Chief financial officer Brian Olsavsky said cloud customers kept trying to pare their bills as of the ongoing second quarter and that Amazon was helping them do so to build long-term relationships.

In April, Amazon said in a call with investors that AWS growth had slowed 11% more.

Amazon CEO Andy Jassy, however, said the growing adoption of generative AI represented a huge opportunity for Amazon’s cloud.

The cost cuts have run deep. Amazon has moved to axe 27,000 corporate roles since November and its headcount has fallen 10% to 1.47 million full and part-time workers, including in warehouses, as of the just-ended quarter.

The company has ramped up its cost-cutting measures in recent months.
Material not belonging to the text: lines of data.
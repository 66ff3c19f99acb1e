//! Storage adapters
//!
//! Abstract seams over the three stores the service coordinates: a vector
//! store for similarity lookup, a graph store for triples and bitemporal
//! facts, and a key-value store for policies, critiques, and provenance.
//! Components own adapters through these traits only; adapters never call
//! back into components.
//!
//! The in-memory implementations are the embedded deployment and the test
//! reference. External Weaviate/Neo4j adapters implement the same traits in
//! the deployment that needs them.

mod graph;
mod kv;
mod sqlite;
mod vector;

pub use graph::InMemoryGraphStore;
pub use kv::InMemoryKeyValueStore;
pub use sqlite::SqliteKeyValueStore;
pub use vector::InMemoryVectorStore;

use async_trait::async_trait;
use serde_json::Value;

use crate::error::Result;
use crate::types::{BoundingBox, EntitySpec, SemanticTriple, TemporalFact, TimeWindow, TriplePattern};

/// Vector collection names, one per module needing similarity lookup
pub const EPISODIC_COLLECTION: &str = "episodic_records";
pub const SKILLS_COLLECTION: &str = "skills";

/// Key-value namespaces
pub const SKILL_POLICY_NAMESPACE: &str = "skill_policies";
pub const CRITIQUE_NAMESPACE: &str = "critiques";
pub const PROVENANCE_NAMESPACE: &str = "provenance";

/// One stored point: id, vector, and a payload carrying everything needed to
/// reconstruct the record without a second hop
#[derive(Debug, Clone)]
pub struct VectorRecord {
    pub id: String,
    pub vector: Vec<f32>,
    pub payload: Value,
}

/// Query hit with its cosine similarity
#[derive(Debug, Clone)]
pub struct ScoredPoint {
    pub id: String,
    pub score: f32,
    pub payload: Value,
}

/// Upsert/query-by-vector storage
#[async_trait]
pub trait VectorStore: Send + Sync {
    /// Insert or replace a record; publication is atomic per record
    async fn upsert(&self, collection: &str, record: VectorRecord) -> Result<()>;

    /// Fetch one record by id
    async fn fetch(&self, collection: &str, id: &str) -> Result<Option<VectorRecord>>;

    /// Top-`limit` records by descending cosine similarity
    async fn query(&self, collection: &str, vector: &[f32], limit: usize)
        -> Result<Vec<ScoredPoint>>;

    /// Every record in the collection, in insertion order
    async fn scan(&self, collection: &str) -> Result<Vec<VectorRecord>>;

    /// Remove records by id; returns how many existed
    async fn remove(&self, collection: &str, ids: &[String]) -> Result<usize>;
}

/// Graph storage with MERGE semantics and a bitemporal fact log
#[async_trait]
pub trait GraphStore: Send + Sync {
    /// MERGE an entity node keyed by `name`; returns the node key
    async fn merge_entity(&self, name: &str) -> Result<String>;

    /// MERGE a relation keyed by `(subject, predicate, object)`; entity
    /// endpoints are MERGEd implicitly. Returns the relation key.
    async fn merge_relation(&self, triple: &SemanticTriple) -> Result<String>;

    /// Relations matching the pattern, in insertion order
    async fn find_relations(&self, pattern: &TriplePattern) -> Result<Vec<SemanticTriple>>;

    /// MERGE a whole subgraph in one transaction: observers see all of its
    /// relations or none. Returns the relation keys.
    async fn merge_subgraph(
        &self,
        entities: &[EntitySpec],
        relations: &[SemanticTriple],
    ) -> Result<Vec<String>>;

    /// Execute a raw statement and return its rows. Backends without a query
    /// language reject this unambiguously (no retry).
    async fn run_statement(&self, statement: &str) -> Result<Vec<Value>>;

    /// Append one bitemporal fact; never overwrites
    async fn append_fact(&self, fact: &TemporalFact) -> Result<()>;

    /// All versions recorded for `(subject, predicate)`, in append order
    async fn facts_for_pair(&self, subject: &str, predicate: &str) -> Result<Vec<TemporalFact>>;

    /// Facts with a location inside the closed bbox whose validity interval
    /// intersects the window
    async fn facts_in_region(
        &self,
        bbox: &BoundingBox,
        window: &TimeWindow,
    ) -> Result<Vec<TemporalFact>>;
}

/// Binary-safe key-value storage
#[async_trait]
pub trait KeyValueStore: Send + Sync {
    async fn put(&self, namespace: &str, key: &str, value: Vec<u8>) -> Result<()>;

    async fn get(&self, namespace: &str, key: &str) -> Result<Option<Vec<u8>>>;

    /// Returns whether the key existed
    async fn remove(&self, namespace: &str, key: &str) -> Result<bool>;

    /// Every `(key, value)` pair in the namespace
    async fn scan(&self, namespace: &str) -> Result<Vec<(String, Vec<u8>)>>;
}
Amazon has announced two rounds of layoffs, impacting nearly 27,000 employees, and cancelled some products as well.

The slowdown in the cloud business comes at a time when Amazon is facing a threat from rivals Microsoft and Google, which are rolling out advanced artificial intelligence tools.

The cloud business

Announcing its quarterly results on Tuesday, Microsoft said Azure cloud-computing revenue in its fiscal third quarter rose 31% to $14.52 billion, slowing from 46% growth in the year-earlier period. Further, Microsoft forecast cloud growth in the range of 26% to 27% for the June quarter.
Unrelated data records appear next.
/// Predicate selecting records for removal; exactly one variant per request
#[derive(Debug, Clone, PartialEq)]
pub enum ForgetPredicate {
    /// Explicit id set
    Ids(Vec<String>),
    /// Records whose `created_at` age exceeds the threshold
    OlderThanDays(f64),
    /// Conjunction of top-level field matches
    Metadata(Map<String, Value>),
}

/// Wire shape of `/forget` bodies
#[derive(Debug, Clone, Default, Deserialize)]
#[serde(deny_unknown_fields)]
pub struct ForgetRequest {
    #[serde(default)]
    pub ids: Option<Vec<String>>,
    #[serde(default)]
    pub older_than_days: Option<f64>,
    #[serde(default)]
    pub metadata: Option<Map<String, Value>>,
}

impl ForgetRequest {
    pub fn into_predicate(self) -> Result<ForgetPredicate> {
        let supplied = usize::from(self.ids.is_some())
            + usize::from(self.older_than_days.is_some())
            + usize::from(self.metadata.is_some());
        if supplied != 1 {
            return Err(MemoryError::validation_fields(
                "invalid forget predicate",
                vec![FieldError::new(
                    "predicate",
                    "supply exactly one of ids, older_than_days, metadata",
                )],
            ));
        }
        if let Some(ids) = self.ids {
            return Ok(ForgetPredicate::Ids(ids));
        }
        if let Some(days) = self.older_than_days {
            if days < 0.0 {
                return Err(MemoryError::validation_fields(
                    "invalid forget predicate",
                    vec![FieldError::new("older_than_days", "must be >= 0")],
                ));
            }
            return Ok(ForgetPredicate::OlderThanDays(days));
        }
        Ok(ForgetPredicate::Metadata(self.metadata.unwrap_or_default()))
    }
}

/// Retrieval limits are bounded to keep result fan-out predictable
pub const MAX_RETRIEVE_LIMIT: usize = 50;
pub const DEFAULT_RETRIEVE_LIMIT: usize = 5;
But Microsoft said its forecast for 26% to 27% Azure cloud growth in the June quarter includes 1% of revenue from new artificial intelligence services.

Meanwhile, in the March quarter, Google said its cloud-computing revenue rose 28% to $7.45 billion, missing estimates of $7.46 billion by a whisker. Google’s cloud business posted revenue growth of 44% in the year-earlier period.
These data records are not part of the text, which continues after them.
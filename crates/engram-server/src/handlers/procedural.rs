//! `/skill`, `/skill_vector_query`, `/skill_metadata_query`

use axum::body::Bytes;
use axum::extract::State;
use axum::http::HeaderMap;
use axum::response::Json;
use engram_core::types::validate_limit;
use engram_core::{QueryInput, SkillDraft, SkillRepresentation};
use serde::Deserialize;
use serde_json::{json, Map, Value};

use super::{body_value, from_value, provenance_from};
use crate::auth::{authorize, Access};
use crate::error::ApiResult;
use crate::state::AppState;

#[derive(Debug, Deserialize)]
#[serde(deny_unknown_fields)]
struct StoreSkillRequest {
    skill_policy: Value,
    skill_representation: SkillRepresentation,
    #[serde(default)]
    skill_metadata: Map<String, Value>,
    #[serde(default)]
    source: Option<String>,
    #[serde(default)]
    parent_ids: Option<Vec<String>>,
}

/// POST /skill — persist one reusable skill
pub async fn post_skill(
    State(state): State<AppState>,
    headers: HeaderMap,
    body: Bytes,
) -> ApiResult<Json<Value>> {
    authorize(&headers, "/skill", Access::Edit)?;
    let body = body_value(&body)?;
    let request: StoreSkillRequest = from_value(body, "request")?;
    let provenance = provenance_from(request.source, request.parent_ids);

    let draft = SkillDraft {
        skill_policy: request.skill_policy,
        skill_representation: request.skill_representation,
        skill_metadata: request.skill_metadata,
    };
    let id = state.ltm.procedural.store(draft, provenance).await?;
    Ok(Json(json!({ "id": id })))
}

#[derive(Debug, Deserialize)]
#[serde(deny_unknown_fields)]
struct SkillVectorQueryRequest {
    query: Value,
    #[serde(default)]
    limit: Option<i64>,
}

/// POST /skill_vector_query — skills by similarity (text or vector); a
/// metadata mapping routes to the metadata path
pub async fn post_skill_vector_query(
    State(state): State<AppState>,
    headers: HeaderMap,
    body: Bytes,
) -> ApiResult<Json<Value>> {
    authorize(&headers, "/skill_vector_query", Access::View)?;
    let body = body_value(&body)?;
    let request: SkillVectorQueryRequest = from_value(body, "request")?;

    let limit = validate_limit(request.limit)?;
    let query = QueryInput::from_value(request.query)?;
    let results = state.ltm.procedural.vector_query(&query, limit).await?;
    Ok(Json(json!({ "results": results })))
}

#[derive(Debug, Deserialize)]
#[serde(deny_unknown_fields)]
struct SkillMetadataQueryRequest {
    filter: Map<String, Value>,
    #[serde(default)]
    limit: Option<i64>,
}

/// POST /skill_metadata_query — skills whose metadata satisfies every
/// `key = value` pair
pub async fn post_skill_metadata_query(
    State(state): State<AppState>,
    headers: HeaderMap,
    body: Bytes,
) -> ApiResult<Json<Value>> {
    authorize(&headers, "/skill_metadata_query", Access::View)?;
    let body = body_value(&body)?;
    let request: SkillMetadataQueryRequest = from_value(body, "request")?;

    let limit = validate_limit(request.limit)?;
    let results = state
        .ltm
        .procedural
        .metadata_query(&request.filter, limit)
        .await?;
    Ok(Json(json!({ "results": results })))
}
Parent company Alphabet said Google’s cloud business had turned profitable for the first time in the three years it has been reporting operating metrics for the division.

The segment generated $191 million in operating income on $7.45 billion in revenue in the first quarter, according to Alphabet’s earnings statement. In the year-ago quarter, the unit reported a $706 million loss on $5.82 billion in revenue.

Dropbox chief executive officer Drew Houston said growth in the company’s core cloud business was slowing as challenges from the economic downturn put pressure on customers, making some of its profitable investments no longer sustainable.

The cloud storage provider on Thursday said it would reduce its global workforce by 16% to cut costs amid slowing cloud growth.